Minareti e tolleranza
Il referendum svizzero che ha bocciato i minareti ha, inevitabilmente, suscitato clamori, ma, in troppi commenti, è stato interpretato in modo errato.
La Svizzera ha una lunga tradizione di tolleranza e di ospitalità e, in percentuale al suo territorio ed alla sua popolazione, ha accolto e dato asilo, nella sua storia, al maggior numero di rifugiati politici e di immigrati rispetto a quelli di ogni altro paese. Dai protestanti italiani o francesi al tempo delle guerre di religione a Mussolini, da Lenin agli ebrei che fuggivano il nazismo, dagli oppositori a regimi dittatoriali contemporanei ai fuggiaschi dalle recenti carneficine nei Balcani.
In Svizzera la popolazione straniera supera il 22% contro una media europea del 4,5 %. Vi sono attorno ai 400.000 mussulmani di svariate provenienze, circa il 5% della popolazione, vi sono alcune decine di moschee sistemate in locali qualsiasi trasformati a tale scopo e quattro moschee con minareto, due in progettazione.

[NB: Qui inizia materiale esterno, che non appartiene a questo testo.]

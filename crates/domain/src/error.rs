//! Unified error types for the domain layer

use thiserror::Error;

/// Unified error type for domain operations
#[derive(Debug, Error, Clone, PartialEq, Eq)]
pub enum DomainError {
    /// Parse error (for value objects)
    #[error("Parse error: {0}")]
    Parse(String),
}

impl DomainError {
    /// Creates a parse error for string-to-type conversion failures.
    ///
    /// Use this in `FromStr` implementations when the input string
    /// doesn't match any known variant or format.
    ///
    /// # Example
    /// ```ignore
    /// impl FromStr for Tab {
    ///     type Err = DomainError;
    ///     fn from_str(s: &str) -> Result<Self, Self::Err> {
    ///         match s {
    ///             "inventory" => Ok(Self::Inventory),
    ///             _ => Err(DomainError::parse(format!("Unknown tab: {}", s))),
    ///         }
    ///     }
    /// }
    /// ```
    pub fn parse(msg: impl Into<String>) -> Self {
        Self::Parse(msg.into())
    }
}
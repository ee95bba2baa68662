//! Domain entities

mod item;

pub use item::{InventoryItem, ItemProperty, ItemType};
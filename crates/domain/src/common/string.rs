//! String conversion utilities.

/// Turns a snake_case property key into a display label.
///
/// Underscores become spaces and the first letter of every word is
/// upper-cased. The remaining letters are left untouched.
///
/// # Examples
///
/// ```
/// use gamevault_domain::common::humanize_key;
///
/// assert_eq!(humanize_key("max_health"), "Max Health");
/// assert_eq!(humanize_key("dps"), "Dps");
/// ```
pub fn humanize_key(key: &str) -> String {
    let mut out = String::with_capacity(key.len());
    let mut at_word_start = true;

    for ch in key.chars() {
        let ch = if ch == '_' { ' ' } else { ch };
        if is_word_char(ch) {
            if at_word_start {
                out.extend(ch.to_uppercase());
            } else {
                out.push(ch);
            }
            at_word_start = false;
        } else {
            out.push(ch);
            at_word_start = true;
        }
    }

    out
}

// Word characters are ASCII letters, digits and underscore; underscores are
// already replaced by spaces before this check.
fn is_word_char(ch: char) -> bool {
    ch.is_ascii_alphanumeric()
}

#[cfg(test)]
mod tests {
    use super::*;

    #[test]
    fn test_humanize_snake_case() {
        assert_eq!(humanize_key("max_health"), "Max Health");
        assert_eq!(humanize_key("attack_speed_bonus"), "Attack Speed Bonus");
    }

    #[test]
    fn test_humanize_single_word() {
        assert_eq!(humanize_key("dps"), "Dps");
        assert_eq!(humanize_key("damage"), "Damage");
    }

    #[test]
    fn test_humanize_keeps_existing_case() {
        assert_eq!(humanize_key("hp_MAX"), "Hp MAX");
    }

    #[test]
    fn test_humanize_edge_cases() {
        assert_eq!(humanize_key(""), "");
        assert_eq!(humanize_key("_bonus"), " Bonus");
        assert_eq!(humanize_key("fire-resist"), "Fire-Resist");
        assert_eq!(humanize_key("level_2"), "Level 2");
    }
}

Quindi, il voto contro i minareti, peraltro stigmatizzato dalla stragrande maggioranza della dirigenza politica, ha un significato simbolico, non è frutto di intolleranza, piuttosto della paura che l’islam prevarichi sulla società civile.
Non tanto per volontà degli islamici svizzeri che sono perfettamente integrati, ma per il condizionamnto che questi potrebbero avere in futuro dalle gerarchie sacerdotali islamiche esterne al paese. E le gerarchie islamiche più organizzate ed anche più ricche sono quelle che o difendono il terrorismo od esprimono una dottrina di conquista e di conversione degli infedeli all’islam.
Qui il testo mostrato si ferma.